(INPUT MATERIAL)
········

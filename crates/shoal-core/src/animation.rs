//! Minimal clip playback: enough of an animation mixer to drive a fish's
//! one-shot burst and its swim loop. The host renderer samples its own skinned
//! clips at the times reported here.

use smallvec::SmallVec;

/// Clip metadata supplied by the asset provider. `duration` is in clip time.
#[derive(Clone, Debug, PartialEq)]
pub struct AnimationClip {
    pub name: String,
    pub duration: f32,
}

impl AnimationClip {
    pub fn new(name: impl Into<String>, duration: f32) -> Self {
        Self {
            name: name.into(),
            duration,
        }
    }
}

#[derive(Clone, Copy, Debug, PartialEq, Eq)]
pub enum LoopMode {
    Once,
    Repeat,
}

/// Playback state of one clip.
#[derive(Clone, Debug)]
pub struct ClipAction {
    clip: AnimationClip,
    pub time: f32,
    pub time_scale: f32,
    pub loop_mode: LoopMode,
    pub clamp_when_finished: bool,
    pub paused: bool,
    playing: bool,
}

impl ClipAction {
    pub fn new(clip: AnimationClip, loop_mode: LoopMode) -> Self {
        Self {
            clip,
            time: 0.0,
            time_scale: 1.0,
            loop_mode,
            clamp_when_finished: false,
            paused: false,
            playing: false,
        }
    }

    pub fn clip(&self) -> &AnimationClip {
        &self.clip
    }

    /// Activate the action. Already playing actions are left untouched.
    pub fn play(&mut self) {
        self.playing = true;
    }

    /// Deactivate and rewind.
    pub fn stop(&mut self) {
        self.playing = false;
        self.reset();
    }

    pub fn reset(&mut self) {
        self.time = 0.0;
        self.paused = false;
    }

    /// Stretch the clip so one pass lasts `duration` units of mixer time.
    pub fn set_duration(&mut self, duration: f32) {
        if duration > 0.0 {
            self.time_scale = self.clip.duration / duration;
        }
    }

    pub fn is_playing(&self) -> bool {
        self.playing
    }

    pub fn is_running(&self) -> bool {
        self.playing && !self.paused && self.time_scale != 0.0
    }

    fn advance(&mut self, dt: f32) {
        if !self.is_running() {
            return;
        }
        let duration = self.clip.duration;
        self.time += dt * self.time_scale;
        match self.loop_mode {
            LoopMode::Repeat => {
                if duration > 0.0 {
                    self.time = self.time.rem_euclid(duration);
                }
            }
            LoopMode::Once => {
                if self.time >= duration || self.time < 0.0 {
                    if self.clamp_when_finished {
                        self.time = self.time.clamp(0.0, duration);
                        self.paused = true;
                    } else {
                        self.stop();
                    }
                }
            }
        }
    }
}

/// Index of an action inside its mixer.
#[derive(Clone, Copy, Debug, PartialEq, Eq)]
pub struct ActionId(usize);

#[derive(Clone, Debug, Default)]
pub struct AnimationMixer {
    actions: SmallVec<[ClipAction; 2]>,
}

impl AnimationMixer {
    pub fn new() -> Self {
        Self::default()
    }

    pub fn add(&mut self, action: ClipAction) -> ActionId {
        self.actions.push(action);
        ActionId(self.actions.len() - 1)
    }

    pub fn action(&self, id: ActionId) -> &ClipAction {
        &self.actions[id.0]
    }

    pub fn action_mut(&mut self, id: ActionId) -> &mut ClipAction {
        &mut self.actions[id.0]
    }

    /// Advance every running action by `dt` mixer time.
    pub fn update(&mut self, dt: f32) {
        for action in &mut self.actions {
            action.advance(dt);
        }
    }
}
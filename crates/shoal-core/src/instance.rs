//! Per-fish record handed to the host renderer each frame.

use crate::agent::Agent;
use bytemuck::{Pod, Zeroable};

/// Flat, GPU/JS friendly view of one fish. `loop_time` is -1 while the swim
/// loop is stopped.
#[repr(C)]
#[derive(Copy, Clone, Debug, PartialEq, Pod, Zeroable)]
pub struct FishInstance {
    pub position: [f32; 3],
    pub rotation: [f32; 4],
    pub burst_time: f32,
    pub loop_time: f32,
    pub following: f32,
}

impl FishInstance {
    pub const FLOATS: usize = std::mem::size_of::<FishInstance>() / std::mem::size_of::<f32>();
}

impl From<&Agent> for FishInstance {
    fn from(agent: &Agent) -> Self {
        let swim_loop = agent.loop_action();
        Self {
            position: agent.position().to_array(),
            rotation: agent.orientation().to_array(),
            burst_time: agent.burst_action().time,
            loop_time: if swim_loop.is_playing() {
                swim_loop.time
            } else {
                -1.0
            },
            following: if agent.is_following() { 1.0 } else { 0.0 },
        }
    }
}

/// View a packed instance slice as raw floats.
pub fn as_floats(instances: &[FishInstance]) -> &[f32] {
    bytemuck::cast_slice(instances)
}
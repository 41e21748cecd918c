//! Headless driver: spawns a school, sweeps a synthetic pointer across the
//! viewport and logs how the fish react.
//!
//! Usage: `shoal-native [fish] [frames] [seed]`

use anyhow::Context;
use glam::Vec2;
use shoal_core::constants::COOL_DOWN_MS;
use shoal_core::{
    AgentOverrides, AnimationClip, Aquarium, FishAssets, FixedStep, ResolverParams,
};

const WIDTH: f32 = 1280.0;
const HEIGHT: f32 = 720.0;
const STEP_MS: f32 = 16.0;
const REPORT_EVERY: u32 = 60;
// pointer sweep period and pause length, in frames
const SWEEP_FRAMES: u32 = 240;
const PAUSE_FRAMES: u32 = ((COOL_DOWN_MS / STEP_MS) as u32) + 60;

struct Args {
    fish: u32,
    frames: u32,
    seed: u64,
}

fn parse_args() -> anyhow::Result<Args> {
    let mut args = std::env::args().skip(1);
    let fish = match args.next() {
        Some(s) => s.parse().with_context(|| format!("invalid fish count {s:?}"))?,
        None => 30,
    };
    let frames = match args.next() {
        Some(s) => s.parse().with_context(|| format!("invalid frame count {s:?}"))?,
        None => 600,
    };
    let seed = match args.next() {
        Some(s) => s.parse().with_context(|| format!("invalid seed {s:?}"))?,
        None => rand::random(),
    };
    if let Some(extra) = args.next() {
        anyhow::bail!("unexpected argument {extra:?}");
    }
    Ok(Args { fish, frames, seed })
}

/// Lissajous sweep in pixel space, holding still for `PAUSE_FRAMES` after each
/// sweep so the resolver's cool-down kicks in.
fn pointer_at(frame: u32) -> Option<Vec2> {
    let cycle = SWEEP_FRAMES + PAUSE_FRAMES;
    let local = frame % cycle;
    if local >= SWEEP_FRAMES {
        return None;
    }
    let t = local as f32 / SWEEP_FRAMES as f32 * std::f32::consts::TAU;
    let ndc = Vec2::new((3.0 * t).sin() * 0.8, (2.0 * t).sin() * 0.6);
    Some(Vec2::new(
        (ndc.x + 1.0) * 0.5 * WIDTH,
        (1.0 - ndc.y) * 0.5 * HEIGHT,
    ))
}

fn main() -> anyhow::Result<()> {
    env_logger::builder()
        .filter_level(log::LevelFilter::Info)
        .parse_default_env()
        .init();

    let args = parse_args()?;
    log::info!(
        "[native] {} fish, {} frames, seed={}",
        args.fish,
        args.frames,
        args.seed
    );

    let mut aquarium = Aquarium::new(ResolverParams::default(), WIDTH, HEIGHT, args.seed)?;
    let spawner = aquarium.spawner();
    let assets = FishAssets {
        burst: AnimationClip::new("swim", 1.0),
        swim_loop: AnimationClip::new("swim_loop", 0.6),
    };
    for _ in 0..args.fish {
        if let Err(e) = spawner.spawn_scattered(assets.clone(), &AgentOverrides::default()) {
            log::warn!("[native] rejected fish config: {}", e);
        }
    }

    let mut clock = FixedStep::new(STEP_MS);
    let (mut started, mut stopped) = (0, 0);
    for frame in 0..args.frames {
        if let Some(p) = pointer_at(frame) {
            aquarium.resolver_mut().on_pointer_move(p.x, p.y);
        }
        let report = aquarium.frame(clock.advance());
        started += report.started_following;
        stopped += report.stopped_following;

        if (frame + 1) % REPORT_EVERY == 0 {
            let state = aquarium.resolver().state();
            log::info!(
                "[native] frame {:>5}: {}/{} following (+{} -{}), target active={} at {:.2?}",
                frame + 1,
                report.following,
                aquarium.school().len(),
                started,
                stopped,
                state.is_active,
                state.target_point.to_array()
            );
            started = 0;
            stopped = 0;
        }
    }
    Ok(())
}
pub mod agent;
pub mod animation;
pub mod aquarium;
pub mod camera;
pub mod clock;
pub mod config;
pub mod constants;
pub mod geometry;
pub mod instance;
pub mod regime;
pub mod school;
pub mod target;

pub use agent::*;
pub use animation::*;
pub use aquarium::*;
pub use camera::*;
pub use clock::*;
pub use config::*;
pub use geometry::*;
pub use instance::*;
pub use regime::*;
pub use school::*;
pub use target::*;

pub use glam;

········

(AIM OF THE EXERCISE)
Filter the listing above for the string "renderer" and copy every matching line.

(EXPECTED ANSWER)
//! one-shot burst and its swim loop. The host renderer samples its own skinned
//! Per-fish record handed to the host renderer each frame.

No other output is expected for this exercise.